Day 2: Camp Bay Campsite-Cowshed Bay Campsite
Day 3: Cowshed Bay Campsite-Anakiwa-Picton
Together with the Avalanche Peak Track, the St Arnaud Range Track was listed as the top day walk of Lonely Planet´s South Island travel guide. Which is why I chose this as my first walk in Nelson Lakes National Park, having arrived at St Arnaud´s village after a 20+ hours drive, straight up from the torrential rains in Milford Sound.
The St Arnaud Range Track is a straight-forward 600 meter climb from the east side of Lake Rotoiti, up through forest to the ridgeline. A 5 hour return trip. The forest is pleasant enough, the view from the ridge is fine. However, compared to the spectacular Robert Ridge Route to Angelus Hut just at the other side of the Rotoiti lake, I am curious as to just exactly why this hike was nominated a Top Two South Island day hike? Not to mention the superb Mueller Hut Track and the world class hike up the Pacific coastline from Kohaihai to Heaphy Hut?
A lush, tropical coastline combined with white beaches and relatively easy walking makes the Abel Tasman Coastal Track (or at least parts of it) the most popular of the New Zealand Great Walks.
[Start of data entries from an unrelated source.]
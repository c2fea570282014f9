use std::collections::HashSet;
use std::fmt;
use std::path::PathBuf;

use chrono::{NaiveTime, Weekday};
use chrono_tz::Tz;
use rust_decimal::Decimal;
use serde::{Deserialize, Serialize};

use crate::error::{WheelError, WheelResult};
use crate::traits::NotificationLevel;

/// Top-level settings for the wheel automation.
#[derive(Debug, Clone, PartialEq, Serialize, Deserialize)]
#[serde(default)]
pub struct WheelConfig {
    /// Traded underlyings, checked in this order on every tick.
    pub symbols: Vec<SymbolConfig>,
    pub schedule: ScheduleConfig,
    pub safety: SafetyConfig,
    pub broker: BrokerConfig,
    pub notifications: NotificationsConfig,
    /// JSON state document location.
    pub state_file: PathBuf,
    /// Annual risk-free rate fed to the pricing model.
    pub risk_free_rate: f64,
    /// Upper bound on any single broker/market-data call.
    pub call_timeout_secs: u64,
}

impl Default for WheelConfig {
    fn default() -> Self {
        Self {
            symbols: Vec::new(),
            schedule: ScheduleConfig::default(),
            safety: SafetyConfig::default(),
            broker: BrokerConfig::default(),
            notifications: NotificationsConfig::default(),
            state_file: default_state_file(),
            risk_free_rate: 0.05,
            call_timeout_secs: 30,
        }
    }
}

/// `~/.wheel/wheel_state.json`, or `./wheel_state.json` without a home directory.
#[must_use]
pub fn default_state_file() -> PathBuf {
    directories::BaseDirs::new().map_or_else(
        || PathBuf::from("wheel_state.json"),
        |dirs| dirs.home_dir().join(".wheel").join("wheel_state.json"),
    )
}

/// Per-symbol targeting parameters.
#[derive(Debug, Clone, PartialEq, Serialize, Deserialize)]
#[serde(default)]
pub struct SymbolConfig {
    pub symbol: String,
    pub enabled: bool,
    /// Absolute put delta to target (e.g. 0.25 means -0.25).
    pub target_put_delta: f64,
    pub target_call_delta: f64,
    pub min_dte: i64,
    pub max_dte: i64,
    /// Minimum mid price per share.
    pub min_premium: Decimal,
    pub min_open_interest: u64,
}

impl Default for SymbolConfig {
    fn default() -> Self {
        Self {
            symbol: String::new(),
            enabled: true,
            target_put_delta: 0.25,
            target_call_delta: 0.30,
            min_dte: 25,
            max_dte: 45,
            min_premium: Decimal::new(30, 2),
            min_open_interest: 10,
        }
    }
}

impl SymbolConfig {
    /// Defaults for one symbol.
    #[must_use]
    pub fn new(symbol: impl Into<String>) -> Self {
        Self {
            symbol: symbol.into().to_uppercase(),
            ..Self::default()
        }
    }
}

#[derive(Debug, Clone, PartialEq, Serialize, Deserialize)]
#[serde(default)]
pub struct ScheduleConfig {
    pub check_interval_minutes: u64,
    pub market_hours_only: bool,
    /// IANA name of the exchange timezone.
    pub timezone: String,
    /// `HH:MM` local exchange time.
    pub market_open: String,
    pub market_close: String,
    pub daily_summary_at: String,
    /// Weekday pre-market briefing; empty disables it.
    pub morning_briefing_at: String,
    /// Weekly premium report; empty `weekly_report_at` disables it.
    pub weekly_report_day: String,
    pub weekly_report_at: String,
}

impl Default for ScheduleConfig {
    fn default() -> Self {
        Self {
            check_interval_minutes: 60,
            market_hours_only: true,
            timezone: "America/New_York".to_string(),
            market_open: "09:30".to_string(),
            market_close: "16:00".to_string(),
            daily_summary_at: "16:05".to_string(),
            morning_briefing_at: "09:00".to_string(),
            weekly_report_day: "Sun".to_string(),
            weekly_report_at: "18:00".to_string(),
        }
    }
}

impl ScheduleConfig {
    /// Parsed exchange timezone.
    ///
    /// # Errors
    ///
    /// Returns a configuration error for an unknown timezone name.
    pub fn tz(&self) -> WheelResult<Tz> {
        self.timezone
            .parse::<Tz>()
            .map_err(|_| WheelError::config(format!("unknown timezone '{}'", self.timezone)))
    }

    /// # Errors
    ///
    /// Returns a configuration error if `market_open` is not `HH:MM`.
    pub fn open_time(&self) -> WheelResult<NaiveTime> {
        parse_clock("market_open", &self.market_open)
    }

    /// # Errors
    ///
    /// Returns a configuration error if `market_close` is not `HH:MM`.
    pub fn close_time(&self) -> WheelResult<NaiveTime> {
        parse_clock("market_close", &self.market_close)
    }

    /// # Errors
    ///
    /// Returns a configuration error if `daily_summary_at` is not `HH:MM`.
    pub fn summary_time(&self) -> WheelResult<NaiveTime> {
        parse_clock("daily_summary_at", &self.daily_summary_at)
    }

    /// `None` when the briefing is switched off.
    ///
    /// # Errors
    ///
    /// Returns a configuration error if `morning_briefing_at` is set but not `HH:MM`.
    pub fn briefing_time(&self) -> WheelResult<Option<NaiveTime>> {
        optional_clock("morning_briefing_at", &self.morning_briefing_at)
    }

    /// Day and time of the weekly report, `None` when switched off.
    ///
    /// # Errors
    ///
    /// Returns a configuration error for an unknown weekday or a bad clock time.
    pub fn weekly_report(&self) -> WheelResult<Option<(Weekday, NaiveTime)>> {
        let Some(at) = optional_clock("weekly_report_at", &self.weekly_report_at)? else {
            return Ok(None);
        };
        let day = self.weekly_report_day.trim().parse::<Weekday>().map_err(|_| {
            WheelError::config(format!(
                "weekly_report_day must be a weekday name, got '{}'",
                self.weekly_report_day
            ))
        })?;
        Ok(Some((day, at)))
    }
}

fn optional_clock(field: &str, value: &str) -> WheelResult<Option<NaiveTime>> {
    if value.trim().is_empty() {
        return Ok(None);
    }
    parse_clock(field, value.trim()).map(Some)
}

fn parse_clock(field: &str, value: &str) -> WheelResult<NaiveTime> {
    NaiveTime::parse_from_str(value, "%H:%M")
        .map_err(|_| WheelError::config(format!("{field} must be HH:MM, got '{value}'")))
}

#[derive(Debug, Clone, PartialEq, Serialize, Deserialize)]
#[serde(default)]
pub struct SafetyConfig {
    /// Buying power that must remain after securing a put.
    pub min_buying_power_reserve: Decimal,
    pub max_total_capital: Decimal,
    /// DTE at which an open option is reported as a roll candidate.
    pub roll_dte_threshold: i64,
}

impl Default for SafetyConfig {
    fn default() -> Self {
        Self {
            min_buying_power_reserve: Decimal::from(5000),
            max_total_capital: Decimal::from(50_000),
            roll_dte_threshold: 5,
        }
    }
}

/// Which broker implementation to run against.
#[derive(Debug, Clone, Copy, PartialEq, Eq, Default, Serialize, Deserialize)]
#[serde(rename_all = "lowercase")]
pub enum BrokerMode {
    #[default]
    Paper,
    Live,
    /// In-memory broker, no network for orders.
    Simulated,
}

impl fmt::Display for BrokerMode {
    fn fmt(&self, f: &mut fmt::Formatter<'_>) -> fmt::Result {
        match self {
            Self::Paper => write!(f, "paper"),
            Self::Live => write!(f, "live"),
            Self::Simulated => write!(f, "simulated"),
        }
    }
}

#[derive(Clone, PartialEq, Serialize, Deserialize)]
#[serde(default)]
pub struct BrokerConfig {
    pub mode: BrokerMode,
    pub api_key: Option<String>,
    pub api_secret: Option<String>,
    /// Overrides the trading API base URL for the selected mode.
    pub trading_url: Option<String>,
    pub data_url: Option<String>,
    /// Starting cash for the simulated broker.
    pub simulated_cash: Decimal,
    pub request_timeout_secs: u64,
}

impl Default for BrokerConfig {
    fn default() -> Self {
        Self {
            mode: BrokerMode::Paper,
            api_key: None,
            api_secret: None,
            trading_url: None,
            data_url: None,
            simulated_cash: Decimal::from(100_000),
            request_timeout_secs: 30,
        }
    }
}

impl fmt::Debug for BrokerConfig {
    fn fmt(&self, f: &mut fmt::Formatter<'_>) -> fmt::Result {
        f.debug_struct("BrokerConfig")
            .field("mode", &self.mode)
            .field("api_key", &self.api_key.as_ref().map(|_| "[REDACTED]"))
            .field("api_secret", &self.api_secret.as_ref().map(|_| "[REDACTED]"))
            .field("trading_url", &self.trading_url)
            .field("data_url", &self.data_url)
            .field("simulated_cash", &self.simulated_cash)
            .field("request_timeout_secs", &self.request_timeout_secs)
            .finish()
    }
}

#[derive(Debug, Clone, Default, PartialEq, Serialize, Deserialize)]
#[serde(default)]
pub struct NotificationsConfig {
    pub console: ConsoleConfig,
    pub discord: DiscordConfig,
}

#[derive(Debug, Clone, PartialEq, Serialize, Deserialize)]
#[serde(default)]
pub struct ConsoleConfig {
    pub enabled: bool,
    /// Lowest level echoed to the console.
    pub level: NotificationLevel,
}

impl Default for ConsoleConfig {
    fn default() -> Self {
        Self {
            enabled: true,
            level: NotificationLevel::Info,
        }
    }
}

#[derive(Clone, Default, PartialEq, Serialize, Deserialize)]
#[serde(default)]
pub struct DiscordConfig {
    pub enabled: bool,
    pub webhook_url: Option<String>,
}

impl fmt::Debug for DiscordConfig {
    fn fmt(&self, f: &mut fmt::Formatter<'_>) -> fmt::Result {
        f.debug_struct("DiscordConfig")
            .field("enabled", &self.enabled)
            .field("webhook_url", &self.webhook_url.as_ref().map(|_| "[REDACTED]"))
            .finish()
    }
}

impl WheelConfig {
    /// Trims and upper-cases every ticker so store keys and market-data
    /// requests agree.
    pub fn normalize(&mut self) {
        for symbol in &mut self.symbols {
            symbol.symbol = symbol.symbol.trim().to_uppercase();
        }
    }

    #[must_use]
    pub fn is_normalized(&self) -> bool {
        self.symbols
            .iter()
            .all(|s| s.symbol.trim().len() == s.symbol.len() && s.symbol.to_uppercase() == s.symbol)
    }

    /// Enabled symbols in configured order.
    pub fn enabled_symbols(&self) -> impl Iterator<Item = &SymbolConfig> {
        self.symbols.iter().filter(|s| s.enabled)
    }

    /// Looks up a symbol's settings (case-insensitive).
    #[must_use]
    pub fn symbol(&self, symbol: &str) -> Option<&SymbolConfig> {
        self.symbols
            .iter()
            .find(|s| s.symbol.eq_ignore_ascii_case(symbol))
    }

    /// Checks cross-field constraints that serde cannot express.
    ///
    /// # Errors
    ///
    /// Returns [`WheelError::Configuration`] describing the first problem found.
    pub fn validate(&self) -> WheelResult<()> {
        let mut seen = HashSet::new();
        for s in &self.symbols {
            if s.symbol.trim().is_empty() {
                return Err(WheelError::config("symbol name must not be empty"));
            }
            if !seen.insert(s.symbol.to_uppercase()) {
                return Err(WheelError::config(format!("duplicate symbol '{}'", s.symbol)));
            }
            if s.min_dte < 0 || s.min_dte > s.max_dte {
                return Err(WheelError::config(format!(
                    "{}: min_dte ({}) must be between 0 and max_dte ({})",
                    s.symbol, s.min_dte, s.max_dte
                )));
            }
            for (name, delta) in [
                ("target_put_delta", s.target_put_delta),
                ("target_call_delta", s.target_call_delta),
            ] {
                if !(delta > 0.0 && delta < 1.0) {
                    return Err(WheelError::config(format!(
                        "{}: {name} must be in (0, 1), got {delta}",
                        s.symbol
                    )));
                }
            }
            if s.min_premium < Decimal::ZERO {
                return Err(WheelError::config(format!("{}: min_premium must not be negative", s.symbol)));
            }
        }

        if self.schedule.check_interval_minutes == 0 {
            return Err(WheelError::config("check_interval_minutes must be greater than 0"));
        }
        self.schedule.tz()?;
        let open = self.schedule.open_time()?;
        let close = self.schedule.close_time()?;
        if open >= close {
            return Err(WheelError::config(format!(
                "market_open ({}) must be before market_close ({})",
                self.schedule.market_open, self.schedule.market_close
            )));
        }
        self.schedule.summary_time()?;
        self.schedule.briefing_time()?;
        self.schedule.weekly_report()?;

        if self.call_timeout_secs == 0 || self.broker.request_timeout_secs == 0 {
            return Err(WheelError::config("timeouts must be greater than 0"));
        }

        if self.broker.mode != BrokerMode::Simulated {
            let missing = |v: &Option<String>| v.as_deref().map_or(true, |s| s.trim().is_empty());
            if missing(&self.broker.api_key) || missing(&self.broker.api_secret) {
                return Err(WheelError::config(format!(
                    "{} mode requires broker.api_key and broker.api_secret",
                    self.broker.mode
                )));
            }
        }

        if self.notifications.discord.enabled
            && self
                .notifications
                .discord
                .webhook_url
                .as_deref()
                .map_or(true, str::is_empty)
        {
            return Err(WheelError::config("discord notifications enabled without webhook_url"));
        }

        Ok(())
    }
}

/// Commented starter configuration written by `wheel init`.
pub const DEFAULT_CONFIG_TOML: &str = r#"# Wheel automation settings.
# Environment overrides use the WHEEL_ prefix with "__" between sections,
# e.g. WHEEL_BROKER__API_KEY, WHEEL_SCHEDULE__CHECK_INTERVAL_MINUTES.

# state_file = "~/.wheel/wheel_state.json"
risk_free_rate = 0.05
call_timeout_secs = 30

[[symbols]]
symbol = "SPY"
enabled = true
target_put_delta = 0.25
target_call_delta = 0.30
min_dte = 25
max_dte = 45
min_premium = 0.30
min_open_interest = 10

[schedule]
check_interval_minutes = 60
market_hours_only = true
timezone = "America/New_York"
market_open = "09:30"
market_close = "16:00"
daily_summary_at = "16:05"
# weekday pre-market briefing; "" turns it off
morning_briefing_at = "09:00"
weekly_report_day = "Sun"
weekly_report_at = "18:00"

[safety]
min_buying_power_reserve = 5000
max_total_capital = 50000
roll_dte_threshold = 5

[broker]
# paper | live | simulated
mode = "paper"
# api_key = ""
# api_secret = ""
simulated_cash = 100000
request_timeout_secs = 30

[notifications.console]
enabled = true
level = "info"

[notifications.discord]
enabled = false
# webhook_url = ""
"#;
The coastline between Marahau and Totaranui is the most popular, however the beaches become more beautiful the longer you walk, the best beaches being those after Totaranui: Anapai, Mutton Cove and Wharawharangi and the beaches in between. On the other hand, the seal colony at Separation Point, just before Wharawharangi was somewhat disappointing and probably not worth the detour.
It took me three days to walk the 63 km from Marahau to Totaranui and on to Wharawharangi along the coast track before doing an inland loop back to Totaranui in time to catch a water taxi back. I camped at Tonga Quarry and Anapai Bay. However camping at Tonga Quarry leaves only a short 2:30 hour walk to the tidal crossing at Awaroa, where the low tide did not take place until 6 pm.. With approximately 5 meters difference between low and high tide the crossing at Awaroa obviously need to be timed. That again meant that at the time I arrived at Anapai Bay it was 9 pm and pitch dark.
Strictly speaking, the Abel Tasman Coastal Track could be classified a walk, rather than a hike and indeed many chose to walk in jeans and sandals.
The beaches beyond Totaranui: Anapai, Mutton Cove, Wharawharangi. The lush, tropical coastline and hidden beaches.